--- Exercise directions ---
From the entries below, copy every line that holds the word "XQueryLexer".

== Segment start ==

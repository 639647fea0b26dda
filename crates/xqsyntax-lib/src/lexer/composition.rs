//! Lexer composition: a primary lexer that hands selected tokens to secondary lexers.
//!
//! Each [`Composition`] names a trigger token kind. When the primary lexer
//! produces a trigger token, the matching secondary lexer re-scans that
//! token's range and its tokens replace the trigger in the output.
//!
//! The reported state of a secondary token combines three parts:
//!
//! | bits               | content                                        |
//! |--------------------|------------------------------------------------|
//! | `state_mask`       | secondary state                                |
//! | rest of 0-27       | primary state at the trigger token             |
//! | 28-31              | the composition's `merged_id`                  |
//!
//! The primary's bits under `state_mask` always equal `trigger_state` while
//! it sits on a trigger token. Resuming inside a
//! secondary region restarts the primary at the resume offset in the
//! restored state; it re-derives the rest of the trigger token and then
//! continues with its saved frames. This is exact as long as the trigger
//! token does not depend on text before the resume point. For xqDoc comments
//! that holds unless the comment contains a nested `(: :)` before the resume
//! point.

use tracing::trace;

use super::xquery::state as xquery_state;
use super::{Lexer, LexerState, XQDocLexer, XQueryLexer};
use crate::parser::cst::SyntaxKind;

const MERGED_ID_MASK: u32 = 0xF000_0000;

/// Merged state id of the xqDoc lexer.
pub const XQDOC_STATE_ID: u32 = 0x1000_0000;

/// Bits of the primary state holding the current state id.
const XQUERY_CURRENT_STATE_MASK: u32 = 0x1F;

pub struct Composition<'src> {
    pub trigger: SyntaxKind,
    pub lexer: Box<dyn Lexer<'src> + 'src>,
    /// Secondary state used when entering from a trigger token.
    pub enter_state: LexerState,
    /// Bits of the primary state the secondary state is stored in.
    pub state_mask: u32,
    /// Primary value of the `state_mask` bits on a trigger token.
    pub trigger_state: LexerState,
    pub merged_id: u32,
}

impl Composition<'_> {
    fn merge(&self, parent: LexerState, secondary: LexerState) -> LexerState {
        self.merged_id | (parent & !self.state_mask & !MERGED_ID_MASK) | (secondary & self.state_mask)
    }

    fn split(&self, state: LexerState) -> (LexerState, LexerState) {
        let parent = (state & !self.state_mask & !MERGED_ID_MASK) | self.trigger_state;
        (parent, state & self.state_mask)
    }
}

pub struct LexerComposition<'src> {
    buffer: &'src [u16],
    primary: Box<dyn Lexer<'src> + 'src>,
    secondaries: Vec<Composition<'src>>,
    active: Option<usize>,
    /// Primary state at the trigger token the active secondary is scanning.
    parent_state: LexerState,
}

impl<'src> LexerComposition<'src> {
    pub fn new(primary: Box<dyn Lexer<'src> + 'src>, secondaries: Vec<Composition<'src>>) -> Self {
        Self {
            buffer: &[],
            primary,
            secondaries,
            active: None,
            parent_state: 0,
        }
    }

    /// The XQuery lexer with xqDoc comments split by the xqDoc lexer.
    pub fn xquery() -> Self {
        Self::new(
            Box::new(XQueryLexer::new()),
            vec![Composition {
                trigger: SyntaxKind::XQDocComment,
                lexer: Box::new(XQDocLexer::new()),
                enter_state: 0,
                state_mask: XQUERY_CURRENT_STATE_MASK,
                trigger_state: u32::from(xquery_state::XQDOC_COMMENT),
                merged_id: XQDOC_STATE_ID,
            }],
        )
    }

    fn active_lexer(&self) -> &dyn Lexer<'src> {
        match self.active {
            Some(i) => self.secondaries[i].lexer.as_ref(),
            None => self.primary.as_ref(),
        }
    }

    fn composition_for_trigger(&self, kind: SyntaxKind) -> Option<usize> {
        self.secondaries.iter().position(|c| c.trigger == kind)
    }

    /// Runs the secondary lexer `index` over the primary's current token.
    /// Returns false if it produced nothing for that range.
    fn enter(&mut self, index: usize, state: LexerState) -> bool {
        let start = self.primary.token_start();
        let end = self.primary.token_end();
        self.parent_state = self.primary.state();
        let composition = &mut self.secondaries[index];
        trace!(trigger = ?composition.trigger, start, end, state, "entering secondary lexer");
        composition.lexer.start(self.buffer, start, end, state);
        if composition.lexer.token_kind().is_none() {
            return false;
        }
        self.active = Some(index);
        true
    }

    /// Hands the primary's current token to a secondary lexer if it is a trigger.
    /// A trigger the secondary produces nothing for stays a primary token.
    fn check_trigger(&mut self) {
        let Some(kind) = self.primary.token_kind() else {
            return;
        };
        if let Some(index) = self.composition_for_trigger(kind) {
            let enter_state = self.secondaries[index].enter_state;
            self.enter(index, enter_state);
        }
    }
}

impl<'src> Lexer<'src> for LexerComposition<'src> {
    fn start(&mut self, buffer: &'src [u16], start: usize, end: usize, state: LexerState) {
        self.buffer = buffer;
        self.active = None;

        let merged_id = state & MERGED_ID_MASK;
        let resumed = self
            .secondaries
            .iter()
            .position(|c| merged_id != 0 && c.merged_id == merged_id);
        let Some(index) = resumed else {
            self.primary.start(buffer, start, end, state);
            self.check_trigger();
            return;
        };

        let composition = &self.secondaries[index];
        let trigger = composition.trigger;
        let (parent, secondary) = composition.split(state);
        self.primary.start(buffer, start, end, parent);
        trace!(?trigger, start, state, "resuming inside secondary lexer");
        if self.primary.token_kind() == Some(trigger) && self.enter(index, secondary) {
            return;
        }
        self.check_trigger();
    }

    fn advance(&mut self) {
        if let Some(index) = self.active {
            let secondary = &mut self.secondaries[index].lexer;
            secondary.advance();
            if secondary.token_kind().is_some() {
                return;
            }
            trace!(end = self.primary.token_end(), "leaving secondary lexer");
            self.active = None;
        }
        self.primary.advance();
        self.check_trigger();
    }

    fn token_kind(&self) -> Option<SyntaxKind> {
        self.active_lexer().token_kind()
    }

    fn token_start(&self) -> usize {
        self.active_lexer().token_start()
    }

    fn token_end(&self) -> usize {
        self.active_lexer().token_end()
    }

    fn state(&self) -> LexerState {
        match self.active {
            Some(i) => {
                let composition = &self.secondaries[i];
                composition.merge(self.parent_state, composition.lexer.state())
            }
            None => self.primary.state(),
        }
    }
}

== Segment end ==
== Segment start ==

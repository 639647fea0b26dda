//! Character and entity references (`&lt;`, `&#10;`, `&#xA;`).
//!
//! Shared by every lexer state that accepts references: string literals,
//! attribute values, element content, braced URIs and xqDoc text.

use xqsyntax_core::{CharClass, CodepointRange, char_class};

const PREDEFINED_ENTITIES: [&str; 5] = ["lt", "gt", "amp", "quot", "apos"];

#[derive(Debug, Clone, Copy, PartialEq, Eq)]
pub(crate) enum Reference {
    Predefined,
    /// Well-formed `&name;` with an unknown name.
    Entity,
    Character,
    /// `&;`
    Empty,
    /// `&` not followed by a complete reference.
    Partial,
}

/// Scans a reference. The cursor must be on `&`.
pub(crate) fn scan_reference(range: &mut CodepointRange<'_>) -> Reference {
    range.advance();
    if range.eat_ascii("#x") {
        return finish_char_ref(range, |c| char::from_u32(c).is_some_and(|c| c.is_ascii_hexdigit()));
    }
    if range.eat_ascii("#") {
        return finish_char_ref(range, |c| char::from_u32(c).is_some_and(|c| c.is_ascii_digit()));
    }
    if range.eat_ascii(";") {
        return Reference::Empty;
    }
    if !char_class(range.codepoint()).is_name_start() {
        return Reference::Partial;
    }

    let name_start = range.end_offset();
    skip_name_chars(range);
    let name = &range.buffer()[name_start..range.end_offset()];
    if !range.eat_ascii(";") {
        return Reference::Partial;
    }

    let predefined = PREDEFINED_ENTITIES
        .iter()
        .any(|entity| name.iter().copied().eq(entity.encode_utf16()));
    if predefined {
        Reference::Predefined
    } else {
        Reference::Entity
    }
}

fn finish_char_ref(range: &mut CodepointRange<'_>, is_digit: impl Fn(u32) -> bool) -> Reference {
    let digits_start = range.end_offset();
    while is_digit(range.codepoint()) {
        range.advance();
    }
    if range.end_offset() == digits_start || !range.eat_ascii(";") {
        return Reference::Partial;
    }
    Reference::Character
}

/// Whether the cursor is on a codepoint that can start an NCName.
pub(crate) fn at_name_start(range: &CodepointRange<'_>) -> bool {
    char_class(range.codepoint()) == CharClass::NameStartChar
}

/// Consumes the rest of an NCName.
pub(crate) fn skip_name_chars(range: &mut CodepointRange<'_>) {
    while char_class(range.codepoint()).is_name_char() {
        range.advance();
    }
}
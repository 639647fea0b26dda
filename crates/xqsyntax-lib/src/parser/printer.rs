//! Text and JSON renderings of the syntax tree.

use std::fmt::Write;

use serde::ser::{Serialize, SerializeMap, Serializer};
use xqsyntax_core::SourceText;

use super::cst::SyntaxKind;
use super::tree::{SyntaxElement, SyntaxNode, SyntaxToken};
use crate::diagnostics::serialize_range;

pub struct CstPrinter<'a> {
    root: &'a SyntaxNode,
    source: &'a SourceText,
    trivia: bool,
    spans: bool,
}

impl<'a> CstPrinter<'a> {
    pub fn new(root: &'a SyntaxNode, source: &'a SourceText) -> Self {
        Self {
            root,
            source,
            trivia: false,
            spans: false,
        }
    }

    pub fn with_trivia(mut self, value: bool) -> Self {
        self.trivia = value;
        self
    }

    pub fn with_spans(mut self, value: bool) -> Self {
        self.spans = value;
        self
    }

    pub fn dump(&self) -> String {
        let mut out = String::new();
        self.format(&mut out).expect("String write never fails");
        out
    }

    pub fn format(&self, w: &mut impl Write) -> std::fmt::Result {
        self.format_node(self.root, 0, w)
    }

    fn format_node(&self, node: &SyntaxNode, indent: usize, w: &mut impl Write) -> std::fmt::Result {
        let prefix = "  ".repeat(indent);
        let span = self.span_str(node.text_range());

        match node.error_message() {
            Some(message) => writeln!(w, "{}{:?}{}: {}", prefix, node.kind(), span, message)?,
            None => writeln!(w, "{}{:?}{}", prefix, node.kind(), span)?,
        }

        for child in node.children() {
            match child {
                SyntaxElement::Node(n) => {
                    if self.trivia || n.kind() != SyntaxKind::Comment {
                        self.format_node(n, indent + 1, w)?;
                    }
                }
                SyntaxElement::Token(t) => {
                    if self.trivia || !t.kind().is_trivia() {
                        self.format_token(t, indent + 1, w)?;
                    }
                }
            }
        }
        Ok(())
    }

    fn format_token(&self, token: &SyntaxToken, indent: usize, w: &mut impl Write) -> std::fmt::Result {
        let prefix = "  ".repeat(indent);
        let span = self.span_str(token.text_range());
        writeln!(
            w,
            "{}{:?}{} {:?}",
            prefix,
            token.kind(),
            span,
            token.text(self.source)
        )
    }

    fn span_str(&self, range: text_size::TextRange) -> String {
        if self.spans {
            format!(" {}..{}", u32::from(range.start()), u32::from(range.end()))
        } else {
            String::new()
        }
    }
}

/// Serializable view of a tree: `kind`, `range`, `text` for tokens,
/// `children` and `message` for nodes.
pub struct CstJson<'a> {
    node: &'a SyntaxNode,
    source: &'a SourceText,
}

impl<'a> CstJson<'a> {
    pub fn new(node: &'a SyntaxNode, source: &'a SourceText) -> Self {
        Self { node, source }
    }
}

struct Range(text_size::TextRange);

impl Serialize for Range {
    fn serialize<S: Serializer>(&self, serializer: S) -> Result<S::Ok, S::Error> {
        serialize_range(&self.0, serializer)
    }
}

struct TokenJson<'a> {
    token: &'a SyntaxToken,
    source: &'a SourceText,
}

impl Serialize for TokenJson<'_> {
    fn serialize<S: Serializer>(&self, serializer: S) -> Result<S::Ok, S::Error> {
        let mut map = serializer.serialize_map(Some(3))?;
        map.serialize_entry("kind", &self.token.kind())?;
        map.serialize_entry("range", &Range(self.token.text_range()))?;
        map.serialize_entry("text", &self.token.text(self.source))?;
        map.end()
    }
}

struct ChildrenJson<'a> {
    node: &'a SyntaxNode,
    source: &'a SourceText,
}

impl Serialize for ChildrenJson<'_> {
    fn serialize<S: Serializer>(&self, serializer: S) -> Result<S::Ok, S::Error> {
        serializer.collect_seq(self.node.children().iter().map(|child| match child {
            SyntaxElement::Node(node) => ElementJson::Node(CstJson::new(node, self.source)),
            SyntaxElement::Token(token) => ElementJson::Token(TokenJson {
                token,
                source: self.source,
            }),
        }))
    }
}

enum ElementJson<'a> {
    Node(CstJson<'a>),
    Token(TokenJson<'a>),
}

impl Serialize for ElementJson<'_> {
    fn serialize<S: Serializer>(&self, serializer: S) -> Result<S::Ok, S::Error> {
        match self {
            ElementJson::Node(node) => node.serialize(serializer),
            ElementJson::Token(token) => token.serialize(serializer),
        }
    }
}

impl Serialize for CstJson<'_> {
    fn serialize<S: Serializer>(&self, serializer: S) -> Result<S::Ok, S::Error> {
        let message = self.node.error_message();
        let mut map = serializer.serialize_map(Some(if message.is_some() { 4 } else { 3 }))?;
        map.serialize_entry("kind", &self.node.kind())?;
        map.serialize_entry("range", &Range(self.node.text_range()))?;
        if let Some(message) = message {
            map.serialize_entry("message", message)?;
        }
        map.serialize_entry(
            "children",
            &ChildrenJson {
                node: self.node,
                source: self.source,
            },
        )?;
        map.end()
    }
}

== Segment end ==
== Segment start ==

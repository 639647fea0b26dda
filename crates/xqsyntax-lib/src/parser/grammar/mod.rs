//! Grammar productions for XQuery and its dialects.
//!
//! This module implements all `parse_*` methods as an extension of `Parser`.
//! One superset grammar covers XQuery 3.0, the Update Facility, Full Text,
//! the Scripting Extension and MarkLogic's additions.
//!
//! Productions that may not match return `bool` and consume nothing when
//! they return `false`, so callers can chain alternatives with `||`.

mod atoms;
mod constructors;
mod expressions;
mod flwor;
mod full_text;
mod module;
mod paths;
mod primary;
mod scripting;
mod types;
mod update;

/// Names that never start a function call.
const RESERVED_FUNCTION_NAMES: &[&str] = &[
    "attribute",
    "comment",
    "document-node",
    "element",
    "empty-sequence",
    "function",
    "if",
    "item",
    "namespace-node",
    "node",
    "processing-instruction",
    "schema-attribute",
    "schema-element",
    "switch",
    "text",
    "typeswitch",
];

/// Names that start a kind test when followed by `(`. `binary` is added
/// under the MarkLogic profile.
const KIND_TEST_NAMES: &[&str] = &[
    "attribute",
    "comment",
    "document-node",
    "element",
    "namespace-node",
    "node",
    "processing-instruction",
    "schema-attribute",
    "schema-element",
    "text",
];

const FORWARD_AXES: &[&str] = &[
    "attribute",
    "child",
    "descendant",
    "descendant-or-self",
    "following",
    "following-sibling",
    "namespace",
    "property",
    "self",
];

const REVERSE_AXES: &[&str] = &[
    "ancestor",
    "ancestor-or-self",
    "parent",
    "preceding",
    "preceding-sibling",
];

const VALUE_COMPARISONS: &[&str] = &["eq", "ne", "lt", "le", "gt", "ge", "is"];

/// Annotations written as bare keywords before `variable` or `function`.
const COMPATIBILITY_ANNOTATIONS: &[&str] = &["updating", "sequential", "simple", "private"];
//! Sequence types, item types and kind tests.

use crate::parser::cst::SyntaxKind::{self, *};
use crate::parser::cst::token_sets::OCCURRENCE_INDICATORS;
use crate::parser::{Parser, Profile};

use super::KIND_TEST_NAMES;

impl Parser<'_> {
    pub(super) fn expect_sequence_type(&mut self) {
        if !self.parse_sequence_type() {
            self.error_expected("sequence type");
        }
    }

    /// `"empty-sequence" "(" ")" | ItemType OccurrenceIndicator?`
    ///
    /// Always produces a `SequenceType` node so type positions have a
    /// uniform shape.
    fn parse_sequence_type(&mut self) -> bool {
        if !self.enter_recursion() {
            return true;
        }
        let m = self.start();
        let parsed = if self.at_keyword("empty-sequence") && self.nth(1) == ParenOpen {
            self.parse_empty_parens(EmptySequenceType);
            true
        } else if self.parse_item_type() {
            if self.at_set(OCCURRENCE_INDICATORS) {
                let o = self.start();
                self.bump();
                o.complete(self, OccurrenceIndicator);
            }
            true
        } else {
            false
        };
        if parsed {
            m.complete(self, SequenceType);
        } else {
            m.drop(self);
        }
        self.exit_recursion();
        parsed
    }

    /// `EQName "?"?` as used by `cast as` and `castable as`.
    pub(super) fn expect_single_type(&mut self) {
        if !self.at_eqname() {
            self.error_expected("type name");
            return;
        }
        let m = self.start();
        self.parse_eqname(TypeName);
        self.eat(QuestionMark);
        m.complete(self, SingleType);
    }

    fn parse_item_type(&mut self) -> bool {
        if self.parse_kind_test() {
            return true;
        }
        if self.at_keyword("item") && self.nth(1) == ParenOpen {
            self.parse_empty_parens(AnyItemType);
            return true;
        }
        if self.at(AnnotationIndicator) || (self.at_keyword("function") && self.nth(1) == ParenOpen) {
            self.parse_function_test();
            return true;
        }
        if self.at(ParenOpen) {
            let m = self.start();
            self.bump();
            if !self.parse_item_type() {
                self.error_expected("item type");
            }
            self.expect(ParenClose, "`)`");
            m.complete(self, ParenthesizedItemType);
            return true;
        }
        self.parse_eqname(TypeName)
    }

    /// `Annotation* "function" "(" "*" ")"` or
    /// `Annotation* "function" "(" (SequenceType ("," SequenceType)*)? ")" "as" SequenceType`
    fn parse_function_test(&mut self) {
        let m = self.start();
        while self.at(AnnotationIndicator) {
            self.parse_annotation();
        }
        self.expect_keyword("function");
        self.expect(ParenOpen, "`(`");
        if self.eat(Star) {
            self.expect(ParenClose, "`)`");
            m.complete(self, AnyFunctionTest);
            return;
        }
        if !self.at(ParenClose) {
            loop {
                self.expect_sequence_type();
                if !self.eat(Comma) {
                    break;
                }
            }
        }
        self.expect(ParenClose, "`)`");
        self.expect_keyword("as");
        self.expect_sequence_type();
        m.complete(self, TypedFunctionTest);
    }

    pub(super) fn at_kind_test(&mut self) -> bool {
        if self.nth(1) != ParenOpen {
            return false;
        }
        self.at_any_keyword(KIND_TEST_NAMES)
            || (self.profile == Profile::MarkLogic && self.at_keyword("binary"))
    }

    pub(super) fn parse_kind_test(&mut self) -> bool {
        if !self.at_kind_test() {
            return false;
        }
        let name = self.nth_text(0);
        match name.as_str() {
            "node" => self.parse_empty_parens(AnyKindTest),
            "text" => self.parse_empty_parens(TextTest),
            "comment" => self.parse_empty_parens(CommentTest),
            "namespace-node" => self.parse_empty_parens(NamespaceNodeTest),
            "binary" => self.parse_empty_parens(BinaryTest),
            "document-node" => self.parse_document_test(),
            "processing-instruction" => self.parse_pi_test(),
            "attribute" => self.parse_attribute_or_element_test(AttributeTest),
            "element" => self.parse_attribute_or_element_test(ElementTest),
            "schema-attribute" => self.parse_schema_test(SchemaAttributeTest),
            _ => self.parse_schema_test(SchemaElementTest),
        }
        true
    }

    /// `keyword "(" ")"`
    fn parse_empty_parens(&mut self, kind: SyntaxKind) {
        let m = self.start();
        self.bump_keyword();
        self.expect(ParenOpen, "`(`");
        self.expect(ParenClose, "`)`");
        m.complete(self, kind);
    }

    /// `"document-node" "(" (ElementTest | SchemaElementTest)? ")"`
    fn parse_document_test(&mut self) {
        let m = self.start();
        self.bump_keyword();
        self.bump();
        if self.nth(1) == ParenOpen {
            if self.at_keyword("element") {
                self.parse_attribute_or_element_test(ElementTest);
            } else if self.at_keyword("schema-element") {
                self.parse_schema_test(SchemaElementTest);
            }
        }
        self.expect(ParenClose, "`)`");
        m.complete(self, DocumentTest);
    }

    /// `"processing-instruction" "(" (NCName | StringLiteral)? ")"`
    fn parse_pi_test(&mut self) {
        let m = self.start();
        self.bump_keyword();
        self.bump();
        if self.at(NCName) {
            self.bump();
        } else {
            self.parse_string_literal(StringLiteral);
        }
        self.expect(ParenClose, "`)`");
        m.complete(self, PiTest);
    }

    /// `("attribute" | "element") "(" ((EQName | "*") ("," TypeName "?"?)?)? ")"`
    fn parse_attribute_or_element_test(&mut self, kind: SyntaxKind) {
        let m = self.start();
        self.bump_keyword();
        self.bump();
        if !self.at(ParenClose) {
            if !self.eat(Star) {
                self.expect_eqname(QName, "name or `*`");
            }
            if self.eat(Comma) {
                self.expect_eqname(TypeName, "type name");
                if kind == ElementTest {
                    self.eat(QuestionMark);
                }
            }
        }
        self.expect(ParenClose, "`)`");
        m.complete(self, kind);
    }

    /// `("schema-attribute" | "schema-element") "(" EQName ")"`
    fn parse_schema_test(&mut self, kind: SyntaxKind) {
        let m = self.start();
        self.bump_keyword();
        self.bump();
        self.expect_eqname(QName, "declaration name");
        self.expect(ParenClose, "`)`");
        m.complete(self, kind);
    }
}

== Segment end ==

--- Response below ---
use super::{Lexer, LexerState, XQDocLexer, XQueryLexer};
            Box::new(XQueryLexer::new()),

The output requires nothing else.